MATERIAL FOR THIS EXERCISE Block Start
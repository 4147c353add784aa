//! Declarative container profiles.
//!
//! A profile captures everything vendor-specific about launching an installed
//! container: where native libraries and extension directories live inside the
//! installation, which system properties and bootstrap class path entries the
//! runtime expects, and the main class and argument shape of the start and
//! stop invocations. Lifecycle code stays vendor-neutral and interprets a
//! profile instead of hard-coding any one product.
//!
//! Profiles are ordinary serde records. The built-in catalogue ships the
//! WebSphere 8.5 profile; additional vendors can be described in a JSON file
//! and selected with `profile_path` without touching lifecycle code.

use std::collections::BTreeMap;
use std::fs;
use std::io;

use camino::{Utf8Path, Utf8PathBuf};
use serde::{Deserialize, Serialize};
use thiserror::Error;
use url::Url;

use crate::layout::{InstallationLayout, LayoutRole};
use crate::paths::forward_slashed;

/// Identifier of the built-in WebSphere 8.5 profile.
pub const WEBSPHERE_85X: &str = "websphere85x";

/// A path anchored to one of the installation layout directories.
#[derive(Debug, Clone, PartialEq, Eq, Deserialize, Serialize)]
pub struct RootedPath {
    /// Layout directory the path is relative to.
    pub root: LayoutRole,
    /// Relative path below the root.
    pub path: Utf8PathBuf,
}

impl RootedPath {
    /// Builds a rooted path from a role and a relative path.
    pub fn new(root: LayoutRole, path: impl Into<Utf8PathBuf>) -> Self {
        Self {
            root,
            path: path.into(),
        }
    }

    /// Resolves the path against a concrete layout.
    #[must_use]
    pub fn resolve(&self, layout: &InstallationLayout) -> Utf8PathBuf {
        layout.dir(self.root).join(&self.path)
    }
}

/// A bootstrap class path entry contributed by the profile.
#[derive(Debug, Clone, PartialEq, Eq, Deserialize, Serialize)]
pub struct ClasspathEntry {
    /// Layout directory the entry is relative to.
    pub root: LayoutRole,
    /// Relative path below the root.
    pub path: Utf8PathBuf,
    /// Whether the entry is skipped silently when absent on disk.
    #[serde(default)]
    pub optional: bool,
}

impl ClasspathEntry {
    /// Resolves the entry against a concrete layout.
    #[must_use]
    pub fn resolve(&self, layout: &InstallationLayout) -> Utf8PathBuf {
        layout.dir(self.root).join(&self.path)
    }
}

/// How a path-valued system property is rendered.
#[derive(Debug, Clone, Copy, PartialEq, Eq, Deserialize, Serialize)]
#[serde(rename_all = "snake_case")]
pub enum PathRender {
    /// Render as a `file:` URL.
    FileUrl,
    /// Render as a forward-slashed plain path.
    Plain,
}

/// A system property whose value is derived from the installation layout.
#[derive(Debug, Clone, PartialEq, Eq, Deserialize, Serialize)]
pub struct PropertyTemplate {
    /// System property key.
    pub key: String,
    /// Path the value is derived from.
    pub path: RootedPath,
    /// Rendering applied to the resolved path.
    pub render: PathRender,
}

impl PropertyTemplate {
    /// Renders the property value against a concrete layout.
    ///
    /// # Errors
    ///
    /// Returns an error when the resolved path cannot be expressed as a
    /// `file:` URL.
    pub fn value(&self, layout: &InstallationLayout) -> Result<String, ProfileError> {
        let resolved = self.path.resolve(layout);
        match self.render {
            PathRender::FileUrl => {
                let url = Url::from_file_path(resolved.as_std_path())
                    .map_err(|()| ProfileError::FileUrl { path: resolved })?;
                Ok(url.to_string())
            }
            PathRender::Plain => Ok(forward_slashed(&resolved)),
        }
    }
}

/// A single token of a start or stop invocation's argument list.
#[derive(Debug, Clone, PartialEq, Eq, Deserialize, Serialize)]
#[serde(tag = "kind", rename_all = "snake_case")]
pub enum LaunchArgument {
    /// Fixed token passed through verbatim.
    Literal {
        /// The token.
        value: String,
    },
    /// Path resolved against an installation directory.
    Path {
        /// Layout directory the path is relative to.
        root: LayoutRole,
        /// Relative path below the root.
        path: Utf8PathBuf,
    },
    /// Value of a configured instance property, such as the cell name.
    Property {
        /// Name of the instance property.
        name: String,
    },
}

impl LaunchArgument {
    /// Renders the argument against a layout and the instance properties.
    ///
    /// # Errors
    ///
    /// Returns an error when the argument references an instance property
    /// that has not been configured.
    pub fn render(
        &self,
        layout: &InstallationLayout,
        properties: &BTreeMap<String, String>,
    ) -> Result<String, ProfileError> {
        match self {
            Self::Literal { value } => Ok(value.clone()),
            Self::Path { root, path } => Ok(layout.dir(*root).join(path).into_string()),
            Self::Property { name } => {
                properties
                    .get(name)
                    .cloned()
                    .ok_or_else(|| ProfileError::MissingProperty { name: name.clone() })
            }
        }
    }
}

/// Main class, properties, and arguments of one lifecycle invocation.
#[derive(Debug, Clone, PartialEq, Eq, Deserialize, Serialize)]
pub struct OperationProfile {
    /// Fully qualified main class of the invocation.
    pub main_class: String,
    /// Properties specific to this invocation.
    #[serde(default)]
    pub properties: Vec<PropertyTemplate>,
    /// Argument tokens in invocation order.
    #[serde(default)]
    pub arguments: Vec<LaunchArgument>,
}

/// Vendor-specific description of an installed container.
#[derive(Debug, Clone, PartialEq, Eq, Deserialize, Serialize)]
pub struct ContainerProfile {
    /// Stable identifier used for catalogue lookup.
    pub id: String,
    /// Human-readable product name.
    pub name: String,
    /// Directory below the container home holding nested native libraries.
    pub native_library_root: Utf8PathBuf,
    /// Directory below the container home scanned for extension jars.
    pub extension_dir: Utf8PathBuf,
    /// Directories joined into the endorsed-standards override property.
    #[serde(default)]
    pub endorsed_dirs: Vec<RootedPath>,
    /// Property keys that receive the container home path.
    #[serde(default)]
    pub install_root_keys: Vec<String>,
    /// Property key that receives the configuration home path.
    pub user_root_key: String,
    /// Bootstrap class path entries in load order.
    #[serde(default)]
    pub classpath: Vec<ClasspathEntry>,
    /// Directory watched by the container for dropped-in deployables.
    pub deploy_inbox: RootedPath,
    /// Invocation used to start the container.
    pub start: OperationProfile,
    /// Invocation used to stop the container.
    pub stop: OperationProfile,
}

/// Looks up a profile in the built-in catalogue.
#[must_use]
pub fn builtin(id: &str) -> Option<ContainerProfile> {
    match id {
        WEBSPHERE_85X => Some(websphere85x()),
        _ => None,
    }
}

/// Loads a profile from a JSON definition on disk.
///
/// # Errors
///
/// Returns an error when the file cannot be read or does not parse as a
/// profile definition.
pub fn from_json_file(path: &Utf8Path) -> Result<ContainerProfile, ProfileError> {
    let contents = fs::read_to_string(path).map_err(|source| ProfileError::Read {
        path: path.to_owned(),
        source,
    })?;
    serde_json::from_str(&contents).map_err(|source| ProfileError::Parse {
        path: path.to_owned(),
        source,
    })
}

/// The built-in profile for WebSphere Application Server 8.5.
#[must_use]
pub fn websphere85x() -> ContainerProfile {
    ContainerProfile {
        id: WEBSPHERE_85X.into(),
        name: "WebSphere 8.5".into(),
        native_library_root: "lib/native".into(),
        extension_dir: "lib/ext".into(),
        endorsed_dirs: vec![
            RootedPath::new(LayoutRole::Home, "endorsed_apis"),
            RootedPath::new(LayoutRole::RuntimeHome, "lib/endorsed"),
        ],
        install_root_keys: vec!["was.install.root".into(), "WAS_HOME".into()],
        user_root_key: "user.install.root".into(),
        classpath: vec![
            ClasspathEntry {
                root: LayoutRole::RuntimeHome,
                path: "lib/tools.jar".into(),
                optional: true,
            },
            ClasspathEntry {
                root: LayoutRole::ConfigHome,
                path: "properties".into(),
                optional: false,
            },
            ClasspathEntry {
                root: LayoutRole::Home,
                path: "properties".into(),
                optional: false,
            },
            ClasspathEntry {
                root: LayoutRole::Home,
                path: "lib/startup.jar".into(),
                optional: false,
            },
            ClasspathEntry {
                root: LayoutRole::Home,
                path: "lib/bootstrap.jar".into(),
                optional: false,
            },
            ClasspathEntry {
                root: LayoutRole::Home,
                path: "lib/lmproxy.jar".into(),
                optional: false,
            },
            ClasspathEntry {
                root: LayoutRole::Home,
                path: "lib/urlprotocols.jar".into(),
                optional: false,
            },
            ClasspathEntry {
                root: LayoutRole::Home,
                path: "deploytool/itp/batchboot.jar".into(),
                optional: false,
            },
            ClasspathEntry {
                root: LayoutRole::Home,
                path: "deploytool/itp/batch2.jar".into(),
                optional: false,
            },
        ],
        deploy_inbox: RootedPath::new(LayoutRole::ConfigHome, "installableApps"),
        start: OperationProfile {
            main_class: "com.ibm.ws.bootstrap.WSLauncher".into(),
            properties: vec![
                PropertyTemplate {
                    key: "com.ibm.CORBA.ConfigURL".into(),
                    path: RootedPath::new(LayoutRole::ConfigHome, "properties/sas.client.props"),
                    render: PathRender::FileUrl,
                },
                PropertyTemplate {
                    key: "com.ibm.SSL.ConfigURL".into(),
                    path: RootedPath::new(LayoutRole::ConfigHome, "properties/ssl.client.props"),
                    render: PathRender::FileUrl,
                },
            ],
            arguments: vec![
                LaunchArgument::Literal {
                    value: "com.ibm.ws.management.tools.WsServerLauncher".into(),
                },
                LaunchArgument::Path {
                    root: LayoutRole::ConfigHome,
                    path: "config".into(),
                },
                LaunchArgument::Property {
                    name: "cell".into(),
                },
                LaunchArgument::Property {
                    name: "node".into(),
                },
                LaunchArgument::Property {
                    name: "server".into(),
                },
            ],
        },
        stop: OperationProfile {
            main_class: "com.ibm.wsspi.bootstrap.WSPreLauncher".into(),
            properties: vec![
                PropertyTemplate {
                    key: "com.ibm.SOAP.ConfigURL".into(),
                    path: RootedPath::new(LayoutRole::ConfigHome, "properties/soap.client.props"),
                    render: PathRender::FileUrl,
                },
                PropertyTemplate {
                    key: "com.ibm.CORBA.ConfigURL".into(),
                    path: RootedPath::new(LayoutRole::ConfigHome, "properties/sas.client.props"),
                    render: PathRender::FileUrl,
                },
                PropertyTemplate {
                    key: "com.ibm.SSL.ConfigURL".into(),
                    path: RootedPath::new(LayoutRole::ConfigHome, "properties/ssl.client.props"),
                    render: PathRender::FileUrl,
                },
                PropertyTemplate {
                    key: "java.security.auth.login.config".into(),
                    path: RootedPath::new(
                        LayoutRole::ConfigHome,
                        "properties/wsjaas_client.conf",
                    ),
                    render: PathRender::Plain,
                },
            ],
            arguments: vec![
                LaunchArgument::Literal {
                    value: "-nosplash".into(),
                },
                LaunchArgument::Literal {
                    value: "-application".into(),
                },
                LaunchArgument::Literal {
                    value: "com.ibm.ws.bootstrap.WSLauncher".into(),
                },
                LaunchArgument::Literal {
                    value: "com.ibm.ws.admin.services.WsServerStop".into(),
                },
                LaunchArgument::Path {
                    root: LayoutRole::ConfigHome,
                    path: "config".into(),
                },
                LaunchArgument::Property {
                    name: "cell".into(),
                },
                LaunchArgument::Property {
                    name: "node".into(),
                },
                LaunchArgument::Property {
                    name: "server".into(),
                },
            ],
        },
    }
}

/// Errors raised while loading or rendering container profiles.
#[derive(Debug, Error)]
pub enum ProfileError {
    /// The requested profile is not in the built-in catalogue.
    #[error("unknown container profile '{id}'")]
    Unknown {
        /// The requested identifier.
        id: String,
    },
    /// A profile definition file could not be read.
    #[error("failed to read profile definition '{path}': {source}")]
    Read {
        /// Path of the definition file.
        path: Utf8PathBuf,
        /// Underlying IO failure.
        source: io::Error,
    },
    /// A profile definition file could not be parsed.
    #[error("failed to parse profile definition '{path}': {source}")]
    Parse {
        /// Path of the definition file.
        path: Utf8PathBuf,
        /// Underlying parse failure.
        source: serde_json::Error,
    },
    /// A property path could not be rendered as a `file:` URL.
    #[error("cannot express '{path}' as a file URL")]
    FileUrl {
        /// The offending path.
        path: Utf8PathBuf,
    },
    /// A launch argument references an instance property that is not set.
    #[error("launch argument references unset instance property '{name}'")]
    MissingProperty {
        /// Name of the missing property.
        name: String,
    },
}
MATERIAL FOR THIS EXERCISE Block End
The answer should consist solely of the lines from the first line above through the one with "catalogue ships the", both included, repeated exactly.

- REPLY -
repository 4147c353add784aa
//! Declarative container profiles.
//!
//! A profile captures everything vendor-specific about launching an installed
//! container: where native libraries and extension directories live inside the
//! installation, which system properties and bootstrap class path entries the
//! runtime expects, and the main class and argument shape of the start and
//! stop invocations. Lifecycle code stays vendor-neutral and interprets a
//! profile instead of hard-coding any one product.
//!
//! Profiles are ordinary serde records. The built-in catalogue ships the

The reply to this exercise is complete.